I found my love where the gaslight falls
Dreamed a dream by the old canal
Kissed my girl by the factory wall
Dirty old town, dirty old town

Clouds are drifting across the moon
Cats are prowling on their beat
Springs a girl in the streets at night
Dirty old town, dirty old town

I heard her sigh from the decks
Saw a train set the night on fire
Smelled the spring on the smoky wind
Dirty old town, dirty old town

I'm going to take a good sharp ax
Shining steel tempered in the fire
We'll chop you down like an old dead tree
Dirty old town, dirty old town


Here comes episode two of Poems From Places, barreling down the tracks like a rickety old mill-town train. In this video, I cover Ewan MacColl's "Dirty Old Town" and then hack it down with a good, sharp axe by detailing its complex history and conducting a simple analysis. If you'd like to learn more about "Dirty Old Town," you can find plenty of backstory in the video above!  

We decided to film this video in Huntington Beach down by the steam generated power plants that sit on the coast, and atop a brown hill at the Harriett M. Wieder Regional Park. Ideally, we'd have boarded a flight to Salford, England to discuss this song. But sadly, just like the ambivalent narrator in "Dirty Old Town," we are doomed to stay in our own hometown and make the most of it. 

The Harriett M. Wieder Regional Park was a fantastic place to deconstruct this song.
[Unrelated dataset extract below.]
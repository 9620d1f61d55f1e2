//! Process-wide caches shared across send/receive paths.

pub mod wappush;

pub use wappush::WapPushSizeCache;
The park itself is surrounded by oil rigs, rusted fencing, broken concrete, and stray mechanics. Yet, despite the human-inflicted industrial ruins, this park is absolutely stunning. The oil rigs reflect stray beams of light as the sun sets over the Pacific ocean, and the rusted fences border little hubs of life where wild bunnies, ground squirrels, and lizards pass the time in solitude. Just like the ambivalent tone heard throughout "Dirty Old Town"--a folk song that describes the dark, gloomy mechanized city in contrast to the bright, natural aspects of everyday life--this park combines grim symbols with hopeful ones. 
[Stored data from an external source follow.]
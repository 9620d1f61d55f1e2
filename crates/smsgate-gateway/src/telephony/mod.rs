//! Collaborator seams onto the telephony platform.
//!
//! Every external dependency of the admission path is a narrow trait: one
//! platform-backed implementation lives in the host process, and tests
//! substitute their own. The gates only ever see already-resident state
//! through these queries; anything that could block (SIM record loads,
//! package lookups) stays behind the seam and reports "not yet available"
//! instead of waiting.

pub mod compat;

use std::sync::Arc;

use async_trait::async_trait;

use smsgate_core::error::Result;
use smsgate_core::types::{CallerIdentity, FdnRecord, SendRequest, SubscriptionId, UserId};

/// System feature id for outbound messaging capability.
pub const FEATURE_TELEPHONY_MESSAGING: &str = "hardware.telephony.messaging";

/// Compat change id holding newly-targeting callers to the messaging-feature
/// requirement on the public send APIs.
pub const ENFORCE_MESSAGING_FEATURE: u64 = 240813001;

/// SIM FDN elementary-file snapshots.
pub trait AdnRecordSource: Send + Sync {
    /// `None` while the records are still loading; the evaluator treats that
    /// as an empty list.
    fn fdn_records_if_loaded(&self, sub_id: SubscriptionId) -> Option<Vec<FdnRecord>>;
}

/// FDN state and message-center provisioning of one SIM profile.
pub trait SimProfile: Send + Sync {
    fn is_fdn_available(&self, sub_id: SubscriptionId) -> bool;
    fn is_fdn_enabled(&self, sub_id: SubscriptionId) -> bool;
    /// Message-center address from the SIM EF, when provisioned.
    fn smsc_address(&self, sub_id: SubscriptionId) -> Option<String>;
}

pub trait EmergencyNumberClassifier: Send + Sync {
    fn is_emergency_number(&self, number: &str) -> bool;
}

pub trait SubscriptionUserRegistry: Send + Sync {
    fn is_associated(&self, sub_id: SubscriptionId, user_id: UserId) -> bool;
}

pub trait PermissionChecker: Send + Sync {
    /// Whether the caller holds the cross-user interaction permission.
    fn has_cross_user_permission(&self, caller: &CallerIdentity) -> bool;
}

pub trait PlatformFeatureRegistry: Send + Sync {
    fn has_feature(&self, feature: &str) -> bool;
}

/// Per-caller compatibility-change framework.
pub trait CompatibilityToggle: Send + Sync {
    fn is_enabled_for_caller(&self, change_id: u64, caller: &CallerIdentity) -> bool;
}

pub trait RadioLineState: Send + Sync {
    /// True while the line sits in emergency callback mode.
    fn is_in_ecm(&self, sub_id: SubscriptionId) -> bool;
}

/// Hands an admitted request to the radio layer.
///
/// Fire-and-forget: outcome delivery happens through the request's receipt
/// handles, never through this return value. A request that was dropped by a
/// gate must not reach this trait at all.
#[async_trait]
pub trait TransmissionService: Send + Sync {
    async fn send(&self, request: SendRequest) -> Result<()>;
}

/// Bundle of platform collaborators injected at gateway construction.
#[derive(Clone)]
pub struct Collaborators {
    pub adn: Arc<dyn AdnRecordSource>,
    pub sim: Arc<dyn SimProfile>,
    pub emergency: Arc<dyn EmergencyNumberClassifier>,
    pub subscriptions: Arc<dyn SubscriptionUserRegistry>,
    pub permissions: Arc<dyn PermissionChecker>,
    pub features: Arc<dyn PlatformFeatureRegistry>,
    pub radio: Arc<dyn RadioLineState>,
    pub transmission: Arc<dyn TransmissionService>,
}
Soon after, we jaunted over to the power plants to capture some smog-making in action. Those power plants aren't always running, but, as if it was meant to be, they were blowing steam into the atmosphere all evening. It's surely saddening that so many big industry rigs still pollute our environment, just like they did in Salford in the mid 20th century, but sometimes the best we can do is make art like MacColl did, to charter and remember the ever-changing landscapes of our world. And thankfully, the steam plants we visited are known for being more friendly to the environment than others. 

In this video, I sing the version of this song that was covered by the Mountain Goats. There are a few minor changes in the lyrics, but overall the tone and set-up are entirely the same. I, for one, just genuinely love the Mountain Goats' revision and originally learned to play it with those lyrics, so don't be alarmed if a few lines or phrases are different. After all, it's practically tradition that this song's lyrics are altered by cover artists. Oops!